Wer zuerst das Buch liest, hat nicht Ahnes freundlich ironische Stimme im Ohr. Der liest die vielen Untertöne mit, in denen Ahne – stärker noch als früher – den ganz menschlichen Zwiespalt auslotet zwischen dem Wissen um die Vergänglichkeit aller schönen Dinge – und den Trost, den sie trotzdem bieten, wenn man sich nur den Moment nimmt, sie wieder wahrzunehmen. Was selbst in Berlin möglich ist. Erst recht, wenn er den eigenen Kindern beim Lebendigsein zuschaut. Da driftet er zwar auch ab, beginnt im Kopf weite philosophische Ausflüge. Aber am Ende landet er wie ein kleiner satter Spatz und schreibt solche Sachen wie: „Ich jedenfalls bin Optimist. Ich denke, wir schaffen das schon, wir kommen schon zurecht, wir Mädchen. Und wir Jungs, aber erst später.“

Natürlich hat er es mit der Zeit. Und erzählt damit quasi ganz beiläufig, was den Phantasielosen völlig fehlt: Die Fähigkeit, über das kleine, enge Jetzt hinauszuleben. Oder gar zu denken.

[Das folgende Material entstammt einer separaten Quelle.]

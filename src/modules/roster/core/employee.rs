use crate::modules::clock_entries::core::entry::ClockType;
use chrono::{NaiveDate, NaiveDateTime};
use serde::{Deserialize, Serialize};

#[derive(Debug, Clone, Copy, PartialEq, Eq, Serialize, Deserialize)]
#[serde(rename_all = "lowercase")]
pub enum PayType {
    Hourly,
    Weekly,
    Annually,
}

/// A past clock event on the roster. `date` is the calendar day the
/// event is filed under.
#[derive(Debug, Clone, PartialEq, Eq, Serialize, Deserialize)]
#[serde(rename_all = "camelCase")]
pub struct HistoricalEntry {
    pub id: u32,
    #[serde(rename = "type")]
    pub clock_type: ClockType,
    pub timestamp: NaiveDateTime,
    pub date: NaiveDate,
}

#[derive(Debug, Clone, PartialEq, Serialize, Deserialize)]
#[serde(rename_all = "camelCase")]
pub struct Employee {
    pub id: u32,
    pub first_name: String,
    pub last_name: String,
    pub email: String,
    pub phone: String,
    pub pay_type: PayType,
    pub total_hours: f64,
    pub clock_entries: Vec<HistoricalEntry>,
}

impl Employee {
    pub fn full_name(&self) -> String {
        format!("{} {}", self.first_name, self.last_name)
    }
}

Müssen wir die Phantasielosen hier erwähnen? Na ja, manchmal ist das wichtig. Gerade in Zeiten, in denen sie alle Kanäle verstopfen mit ihrer piefigen, aufgeblasenen Panik. Und damit die Welt wieder ein Stück enger machen, kleinkarierter, überwachter und trister. Auch deshalb gibt es ja Lesebühnen, wo sich im Lauf der Zeit eine Menge nachdenklicher, phantasiebegabter Autoren zusammengefunden haben, die ihren Zuhörern jeden Abend oder einmal im Monat das Gefühl geben, dass sie nicht allein sind mit der Erfahrung, dass da draußen irgendwas gewaltig schiefläuft. Da muss man gar nicht erst Gott fragen, kann man aber. Und bekommt auch die richtige Antwort, die manchmal auch eine Frage ist: „Biste denn enttäuscht worn, vonne Zukunft?“

Ahne: „Ach wat, Gott. Die is ehmd nur noch nich da, die Zukunft.“

Tipp: Am 18. Mai landet Ahne mal wieder in Leipzig in Horns Erben in der Arndtstraße. Da liest er dann ab 20 Uhr aus „Ab heute fremd“ im Voland & Quist Literatursalon. Er singt übrigens auch, kündigt er an. Was das für freche Weisen sind, ist unter anderem auch auf der beigelegten CD zu hören.

Ahne Ab heute fremd, mit CD, Voland & Quist, Dresden und Leipzig 2016, 14,90 Euro.